A vessel sank on the 22 of September 2022 off the coast of Tartus, Syria, carrying people from Syria, Lebanon and Palestine. The victims are estimated to be around 150 men, women, children and elders. It has been described as one of the deadliest shipwrecks in the eastern Mediterranean in recent years.

Incident 
The ship disembarked on the 20 of September from Miniyeh, near Tripoli, on the northern coast of Lebanon, carrying around 170 people. Mostly Lebanese, Palestinians and Syrians trying to escape the harsh conditions created by the Lebanese liquidity crisis. The destination of the ship was Italy. The boat sank off the coast of Tartus, about 50 km north of Tripoli, its starting point. According to eye witnesses the boat was carrying many more people than what it was supposed to hold, bad weather and large waves also contributed to the disaster, survivors had to swim for hours to reach rescue vessels.

The Syrian Ministry of Transport stated that most of the victims and survivors were found near Arwad Island. The Syrian coastguard and rescue workers, including a Russian search party, was able to save 21 people, 30 people remain missing, 20 injured victims as well as bodies were taken to Al-Basel Hospital in Tartus. Rescue operations were halted overnight due to the weather condiitons, including high waves. UNICEF reported that at least 10 children were among the victims. While later the number rose to 24. Out of 34 women only 1 survived. According to Lebanon’s transport minister, Ali Hamie, the survivors included 12 Syrians, 5 Lebanese and 3 Palestinians.
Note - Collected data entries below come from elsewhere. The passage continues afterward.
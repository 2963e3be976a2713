//! Host-local exclusive lock around the read-modify-write cycle
//!
//! An advisory `fs2` exclusive lock on a lock file next to the snapshots.
//! The kernel drops it when the holder exits, so a killed process never
//! leaves the store locked. The file itself stays in place; its content
//! (`<pid> <unix-seconds>`) is only for diagnostics.

use std::fs::{self, File, OpenOptions};
use std::io::Write;
use std::path::{Path, PathBuf};
use std::thread;
use std::time::{Duration, Instant, SystemTime, UNIX_EPOCH};

use fs2::FileExt;
use tracing::{debug, warn};

use crate::error::AppError;

const POLL_INTERVAL: Duration = Duration::from_millis(100);

/// Lock location and timing
#[derive(Debug, Clone)]
pub(crate) struct LockSettings {
    pub(crate) path: PathBuf,
    pub(crate) timeout: Duration,
}

impl LockSettings {
    pub(crate) fn new(path: PathBuf, timeout: Duration) -> Self {
        Self { path, timeout }
    }
}

/// Held lock; released when dropped (and by the kernel if the process dies)
#[derive(Debug)]
pub(crate) struct LockGuard {
    path: PathBuf,
    file: File,
}

impl Drop for LockGuard {
    fn drop(&mut self) {
        match FileExt::unlock(&self.file) {
            Ok(()) => debug!("Released lock {}", self.path.display()),
            Err(e) => warn!("Failed to release lock {}: {e}", self.path.display()),
        }
    }
}

fn now_secs() -> u64 {
    SystemTime::now()
        .duration_since(UNIX_EPOCH)
        .map(|d| d.as_secs())
        .unwrap_or(0)
}

/// Holder recorded in the lock file, for timeout diagnostics
fn recorded_holder(path: &Path) -> Option<String> {
    let content = fs::read_to_string(path).ok()?;
    let pid = content.split_whitespace().next()?;
    Some(pid.to_string())
}

fn open_lock_file(path: &Path) -> Result<File, AppError> {
    if let Some(parent) = path.parent()
        && !parent.as_os_str().is_empty()
    {
        fs::create_dir_all(parent).map_err(|e| {
            AppError::Config(format!(
                "cannot create lock directory {}: {e}",
                parent.display()
            ))
        })?;
    }
    OpenOptions::new()
        .read(true)
        .write(true)
        .create(true)
        .truncate(false)
        .open(path)
        .map_err(|e| AppError::Config(format!("cannot open lock file {}: {e}", path.display())))
}

/// Record the holder; a failure here does not give up the lock
fn record_holder(file: &mut File) {
    let result = file
        .set_len(0)
        .and_then(|()| write!(file, "{} {}", std::process::id(), now_secs()))
        .and_then(|()| file.flush());
    if let Err(e) = result {
        debug!("Could not record lock holder: {e}");
    }
}

/// Acquire the lock, polling until `settings.timeout` elapses
pub(crate) fn acquire(settings: &LockSettings) -> Result<LockGuard, AppError> {
    let path = &settings.path;
    let deadline = Instant::now().checked_add(settings.timeout).ok_or_else(|| {
        AppError::Config(format!(
            "lock timeout of {:.0}s is too large",
            settings.timeout.as_secs_f64()
        ))
    })?;
    let mut file = open_lock_file(path)?;

    loop {
        match file.try_lock_exclusive() {
            Ok(()) => {
                record_holder(&mut file);
                debug!("Acquired lock {}", path.display());
                return Ok(LockGuard {
                    path: path.clone(),
                    file,
                });
            }
            Err(e) if e.kind() == fs2::lock_contended_error().kind() => {}
            Err(e) => {
                return Err(AppError::Config(format!(
                    "cannot lock {}: {e}",
                    path.display()
                )));
            }
        }

        if Instant::now() >= deadline {
            if let Some(pid) = recorded_holder(path) {
                debug!("Lock {} last taken by pid {pid}", path.display());
            }
            return Err(AppError::LockTimeout {
                path: path.clone(),
                timeout: settings.timeout,
            });
        }
        thread::sleep(POLL_INTERVAL);
    }
}

/// Run `f` while holding the lock; released on every exit path
pub(crate) fn with_lock<T>(
    settings: &LockSettings,
    f: impl FnOnce() -> Result<T, AppError>,
) -> Result<T, AppError> {
    let _guard = acquire(settings)?;
    f()
}
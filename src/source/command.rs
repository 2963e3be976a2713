use std::io::Read;
use std::process::{Child, Command, Stdio};
use std::thread;
use std::time::{Duration, Instant};

use tracing::debug;

use crate::core::Session;
use crate::error::AppError;

use super::{SessionSource, deadline_after, parse_sessions, unavailable};

const POLL_INTERVAL: Duration = Duration::from_millis(50);

/// Runs the assistant platform's CLI and parses its JSON stdout
pub(crate) struct CommandSource {
    program: String,
    args: Vec<String>,
    timeout: Duration,
}

impl CommandSource {
    pub(crate) fn new(argv: &[String], timeout: Duration) -> Result<Self, AppError> {
        let (program, args) = argv
            .split_first()
            .ok_or_else(|| AppError::Config("source command is empty".to_string()))?;
        Ok(Self {
            program: program.clone(),
            args: args.to_vec(),
            timeout,
        })
    }

    fn spawn(&self) -> Result<Child, AppError> {
        Command::new(&self.program)
            .args(&self.args)
            .stdin(Stdio::null())
            .stdout(Stdio::piped())
            .stderr(Stdio::piped())
            .spawn()
            .map_err(|e| {
                if e.kind() == std::io::ErrorKind::NotFound {
                    unavailable(self.name(), format!("`{}` not found in PATH", self.program))
                } else {
                    unavailable(self.name(), format!("failed to run `{}`: {e}", self.program))
                }
            })
    }

    /// Wait for the child, killing it once the timeout elapses
    fn run(&self) -> Result<String, AppError> {
        let deadline = deadline_after(self.name(), self.timeout)?;
        let mut child = self.spawn()?;

        // Drain pipes on helper threads so a chatty child cannot block on a full pipe.
        let stdout = child.stdout.take().map(drain);
        let stderr = child.stderr.take().map(drain);

        let status = loop {
            match child.try_wait() {
                Ok(Some(status)) => break status,
                Ok(None) if Instant::now() >= deadline => {
                    let _ = child.kill();
                    let _ = child.wait();
                    return Err(unavailable(
                        self.name(),
                        format!(
                            "`{}` did not respond within {:.1}s",
                            self.program,
                            self.timeout.as_secs_f64()
                        ),
                    ));
                }
                Ok(None) => thread::sleep(POLL_INTERVAL),
                Err(e) => {
                    return Err(unavailable(
                        self.name(),
                        format!("failed to wait for `{}`: {e}", self.program),
                    ));
                }
            }
        };

        let stdout = stdout.map(join_output).unwrap_or_default();
        let stderr = stderr.map(join_output).unwrap_or_default();

        if !status.success() {
            return Err(unavailable(
                self.name(),
                format!("`{}` exited with {}: {}", self.program, status, stderr.trim()),
            ));
        }
        Ok(stdout)
    }
}

fn drain<R: Read + Send + 'static>(mut reader: R) -> thread::JoinHandle<String> {
    thread::spawn(move || {
        let mut buf = Vec::new();
        let _ = reader.read_to_end(&mut buf);
        String::from_utf8_lossy(&buf).into_owned()
    })
}

fn join_output(handle: thread::JoinHandle<String>) -> String {
    handle.join().unwrap_or_default()
}

impl SessionSource for CommandSource {
    fn name(&self) -> &str {
        "command"
    }

    fn list_sessions(&self) -> Result<Vec<Session>, AppError> {
        debug!("Running `{} {}`", self.program, self.args.join(" "));
        let start = Instant::now();
        let raw = self.run()?;
        debug!(
            "Session command returned {} bytes ({:.2}ms)",
            raw.len(),
            start.elapsed().as_secs_f64() * 1000.0
        );
        parse_sessions(&raw)
    }
}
UNHCR has provided material support to survivors in Tarsus. In the following days the Syrian Red Crescent transported the bodies of Lebanese and Palestinian victims to the Arida border crossing where they were received by the Lebanese Red Cross. The boat was carrying 39 Palestinians, 35 from Nahr al-Bared refugee camp and 4 from Shatila refugee camp in Lebanon. The majority of the victims were Syrians from Idlib, Aleppo and Latakia.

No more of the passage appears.